2014
Cairn
Johan Menichetti, « L'écriture de la constitution de l'An VIII : quelques réflexions sur l'échec d'un mécanisme révolutionnaire », Napoleonica. La Revue, ID : 10670/1.6kcyli
La Constitution de l’an VIII illustre les liens profonds unissant la Révolution française et le Consulat. Son élaboration s’est faite sur le modèle d’une mécanique institutionnelle : son principe d’action résidait dans la spécialisation des fonctions, tandis que le Sénat Conservateur était chargé d’en garantir le mouvement ordonné. Cette conception mécaniste de la Constitution s’est développée en tenant compte d’une mécanique plus vaste, définie par la science de l’organisation sociale.
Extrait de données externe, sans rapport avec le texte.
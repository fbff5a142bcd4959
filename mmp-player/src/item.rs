//! Playable item tree
//!
//! A playlist is a [`Group`] of [`PlayableItem`]s, each either a single leaf
//! (one processing chain) or a nested group. Items are only appended, so the
//! tree has exclusive ownership and no cycles.

use mmp_common::{uuid_utils, EventSink};
use tracing::debug;
use uuid::Uuid;

use crate::error::Result;
use crate::processing::ProcessingStep;

/// Anything that plays into an event sink: a leaf, a group or either
pub trait Playable {
    /// Emit this item's effects in order
    fn play(&mut self, sink: &mut dyn EventSink) -> Result<()>;

    /// Number of leaves at any depth
    fn leaf_count(&self) -> usize;
}

/// Single playable unit wrapping one processing chain
#[derive(Debug, Clone)]
pub struct Leaf {
    id: Uuid,
    label: String,
    step: ProcessingStep,
}

impl Leaf {
    /// Create a leaf labelled with its source origin
    pub fn new(step: ProcessingStep) -> Self {
        let label = step.provider().source().origin().to_string();
        Self {
            id: uuid_utils::generate(),
            label,
            step,
        }
    }

    pub fn id(&self) -> Uuid {
        self.id
    }

    pub fn label(&self) -> &str {
        &self.label
    }

    pub fn step(&self) -> &ProcessingStep {
        &self.step
    }
}

impl Playable for Leaf {
    fn play(&mut self, sink: &mut dyn EventSink) -> Result<()> {
        debug!("Playing leaf {} ({})", uuid_utils::short(&self.id), self.label);
        self.step.apply(sink)
    }

    fn leaf_count(&self) -> usize {
        1
    }
}

/// Ordered collection of playable items, itself playable
#[derive(Debug, Clone)]
pub struct Group {
    id: Uuid,
    name: String,
    children: Vec<PlayableItem>,
}

impl Group {
    pub fn new(name: impl Into<String>) -> Self {
        Self {
            id: uuid_utils::generate(),
            name: name.into(),
            children: Vec::new(),
        }
    }

    pub fn id(&self) -> Uuid {
        self.id
    }

    pub fn name(&self) -> &str {
        &self.name
    }

    /// Append an item at the end
    pub fn add(&mut self, item: impl Into<PlayableItem>) {
        self.children.push(item.into());
    }

    /// Number of direct children
    pub fn len(&self) -> usize {
        self.children.len()
    }

    pub fn is_empty(&self) -> bool {
        self.children.is_empty()
    }

    /// Direct children in insertion order
    pub fn children(&self) -> impl Iterator<Item = &PlayableItem> {
        self.children.iter()
    }

    /// Nesting depth; an empty or flat group has depth 1
    pub fn depth(&self) -> usize {
        1 + self
            .children()
            .map(|child| match child {
                PlayableItem::Leaf(_) => 0,
                PlayableItem::Group(group) => group.depth(),
            })
            .max()
            .unwrap_or(0)
    }
}

impl Playable for Group {
    /// Play every child in insertion order, depth-first
    ///
    /// The first error stops the traversal; the tree itself is left unchanged.
    fn play(&mut self, sink: &mut dyn EventSink) -> Result<()> {
        debug!(
            "Playing group '{}' with {} item(s)",
            self.name,
            self.children.len()
        );
        for child in &mut self.children {
            child.play(sink)?;
        }
        Ok(())
    }

    /// Number of leaves at any depth
    fn leaf_count(&self) -> usize {
        self.children().map(Playable::leaf_count).sum()
    }
}

/// Leaf or group
#[derive(Debug, Clone)]
pub enum PlayableItem {
    Leaf(Leaf),
    Group(Group),
}

impl PlayableItem {
    pub fn id(&self) -> Uuid {
        match self {
            PlayableItem::Leaf(leaf) => leaf.id(),
            PlayableItem::Group(group) => group.id(),
        }
    }
}

impl Playable for PlayableItem {
    fn play(&mut self, sink: &mut dyn EventSink) -> Result<()> {
        match self {
            PlayableItem::Leaf(leaf) => leaf.play(sink),
            PlayableItem::Group(group) => group.play(sink),
        }
    }

    fn leaf_count(&self) -> usize {
        match self {
            PlayableItem::Leaf(leaf) => leaf.leaf_count(),
            PlayableItem::Group(group) => group.leaf_count(),
        }
    }
}

impl From<Leaf> for PlayableItem {
    fn from(leaf: Leaf) -> Self {
        PlayableItem::Leaf(leaf)
    }
}

impl From<Group> for PlayableItem {
    fn from(group: Group) -> Self {
        PlayableItem::Group(group)
    }
}
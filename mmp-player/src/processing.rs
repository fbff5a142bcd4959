//! Processing pipeline
//!
//! A [`ProcessingStep`] is a chain: one base step pulling content from a
//! [`Provider`], wrapped by zero or more feature steps. Applying the chain runs
//! the innermost (base) step first, so effects are reported in attachment order.

use mmp_common::{EventSink, Feature, PlaybackEvent};

use crate::cache::Provider;
use crate::error::Result;

/// One link of a processing chain
#[derive(Debug, Clone)]
pub enum ProcessingStep {
    /// Fetch content and process it
    Base(Provider),
    /// Run the inner step, then apply a feature
    Feature {
        feature: Feature,
        inner: Box<ProcessingStep>,
    },
}

impl ProcessingStep {
    pub fn base(provider: Provider) -> Self {
        ProcessingStep::Base(provider)
    }

    /// Wrap this step with a feature; the feature's effect follows all existing ones
    pub fn with(self, feature: Feature) -> Self {
        ProcessingStep::Feature {
            feature,
            inner: Box::new(self),
        }
    }

    /// Chain length: 1 + number of features
    pub fn depth(&self) -> usize {
        match self {
            ProcessingStep::Base(_) => 1,
            ProcessingStep::Feature { inner, .. } => 1 + inner.depth(),
        }
    }

    /// Attached features, innermost first (the order their effects are emitted)
    pub fn features(&self) -> Vec<Feature> {
        let mut features = Vec::new();
        let mut step = self;
        while let ProcessingStep::Feature { feature, inner } = step {
            features.push(*feature);
            step = inner.as_ref();
        }
        features.reverse();
        features
    }

    /// Provider at the bottom of the chain
    pub fn provider(&self) -> &Provider {
        match self {
            ProcessingStep::Base(provider) => provider,
            ProcessingStep::Feature { inner, .. } => inner.provider(),
        }
    }

    /// Run the chain, emitting the base effect then each feature effect
    pub fn apply(&mut self, sink: &mut dyn EventSink) -> Result<()> {
        match self {
            ProcessingStep::Base(provider) => {
                let content = provider.fetch(sink)?;
                sink.emit(PlaybackEvent::Processed {
                    content: content.to_string(),
                })?;
            }
            ProcessingStep::Feature { feature, inner } => {
                inner.apply(sink)?;
                sink.emit(PlaybackEvent::FeatureApplied { feature: *feature })?;
            }
        }
        Ok(())
    }
}

/// Which optional features to attach
#[derive(Debug, Clone, Copy, Default, PartialEq, Eq)]
pub struct FeatureSet {
    pub subtitles: bool,
    pub equalizer: bool,
    pub watermark: bool,
}

impl FeatureSet {
    pub fn none() -> Self {
        Self::default()
    }

    pub fn all() -> Self {
        Self {
            subtitles: true,
            equalizer: true,
            watermark: true,
        }
    }

    pub fn contains(&self, feature: Feature) -> bool {
        match feature {
            Feature::Subtitles => self.subtitles,
            Feature::Equalizer => self.equalizer,
            Feature::Watermark => self.watermark,
        }
    }

    pub fn set(&mut self, feature: Feature, enabled: bool) {
        match feature {
            Feature::Subtitles => self.subtitles = enabled,
            Feature::Equalizer => self.equalizer = enabled,
            Feature::Watermark => self.watermark = enabled,
        }
    }

    /// Selected features in fixed attachment order: subtitles, equalizer, watermark
    pub fn selected(&self) -> Vec<Feature> {
        Feature::all_variants()
            .iter()
            .copied()
            .filter(|f| self.contains(*f))
            .collect()
    }

    /// Wrap a base step with the selected features
    pub fn attach(&self, base: ProcessingStep) -> ProcessingStep {
        self.selected()
            .into_iter()
            .fold(base, |step, feature| step.with(feature))
    }
}
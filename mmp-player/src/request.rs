//! Item construction requests
//!
//! Collects the answers to the "add item" prompts and assembles the leaf:
//! source, optional caching proxy, base step, features.

use mmp_common::SourceKind;
use tracing::{debug, info};

use crate::cache::Provider;
use crate::error::{Error, Result};
use crate::item::Leaf;
use crate::processing::{FeatureSet, ProcessingStep};
use crate::source::Source;

/// Everything needed to build one playlist leaf
#[derive(Debug, Clone, PartialEq, Eq)]
pub struct ItemRequest {
    pub kind: SourceKind,
    pub origin: String,
    /// Put a caching proxy in front of the source (ignored for local files)
    pub cache: bool,
    pub features: FeatureSet,
}

impl ItemRequest {
    pub fn new(kind: SourceKind, origin: impl Into<String>) -> Self {
        Self {
            kind,
            origin: origin.into(),
            cache: false,
            features: FeatureSet::none(),
        }
    }

    pub fn cached(mut self, cache: bool) -> Self {
        self.cache = cache;
        self
    }

    pub fn with_features(mut self, features: FeatureSet) -> Self {
        self.features = features;
        self
    }

    /// Parse a source kind keyword, rejecting anything but local/hls/api
    pub fn parse_kind(input: &str) -> Result<SourceKind> {
        SourceKind::from_str(input).ok_or_else(|| Error::InvalidSourceKind(input.trim().to_string()))
    }

    /// Assemble the leaf
    pub fn build(&self) -> Result<Leaf> {
        let source = Source::new(self.kind, &self.origin)?;

        let cache = self.cache && self.kind.is_remote();
        if self.cache && !cache {
            debug!("Caching not applicable to local source {}", source.origin());
        }

        let step = self
            .features
            .attach(ProcessingStep::base(Provider::new(source, cache)));

        let leaf = Leaf::new(step);
        info!(
            "Built {} item '{}' (cached: {}, features: {:?})",
            self.kind,
            leaf.label(),
            cache,
            leaf.step().features()
        );
        Ok(leaf)
    }
}
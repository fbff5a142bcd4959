//! Build script for mmp-player
//!
//! Captures build identification information at compile time:
//! - Git commit hash (short form)
//! - Build timestamp
//! - Build profile (debug/release)

use std::process::Command;

fn main() {
    // Capture git commit hash (short form, 8 characters)
    let git_hash = Command::new("git")
        .args(["rev-parse", "--short=8", "HEAD"])
        .output()
        .ok()
        .filter(|output| output.status.success())
        .and_then(|output| String::from_utf8(output.stdout).ok())
        .map(|s| s.trim().to_string())
        .unwrap_or_else(|| "unknown".to_string());

    let build_timestamp = chrono::Utc::now().to_rfc3339_opts(chrono::SecondsFormat::Secs, true);

    let profile = std::env::var("PROFILE").unwrap_or_else(|_| "unknown".to_string());

    println!("cargo:rustc-env=GIT_HASH={}", git_hash);
    println!("cargo:rustc-env=BUILD_TIMESTAMP={}", build_timestamp);
    println!("cargo:rustc-env=BUILD_PROFILE={}", profile);
}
Convaincus que le droit public ne suffit pas pour assurer une direction raisonnée des sociétés politiques, les artisans de la Constitution de l’an VIII ont tenté d’établir des rapports étroits entre les pouvoirs constitués et les mécanismes dévoilés par les sciences sociales. De telles intentions expliquent la singularité d’une pensée juridique, commune à une partie des hommes de Brumaire, et qui fait de la règle de droit l’instrument d’un projet consistant à diriger sans contraindre.La réalisation de ces vues se heurte à la réalité politique, et n’est accomplie que très médiocrement par un texte constitutionnel dont la rédaction définitive conduit à une déformation de la pensée originelle de Sieyès. Mais l’art social continuera d’être employé au secours de cette mécanique compromise par les principaux brumairiens. Jusqu’à leur disgrâce, cette action témoigne de la survie d’un projet scientifique consubstantiel à la Révolution.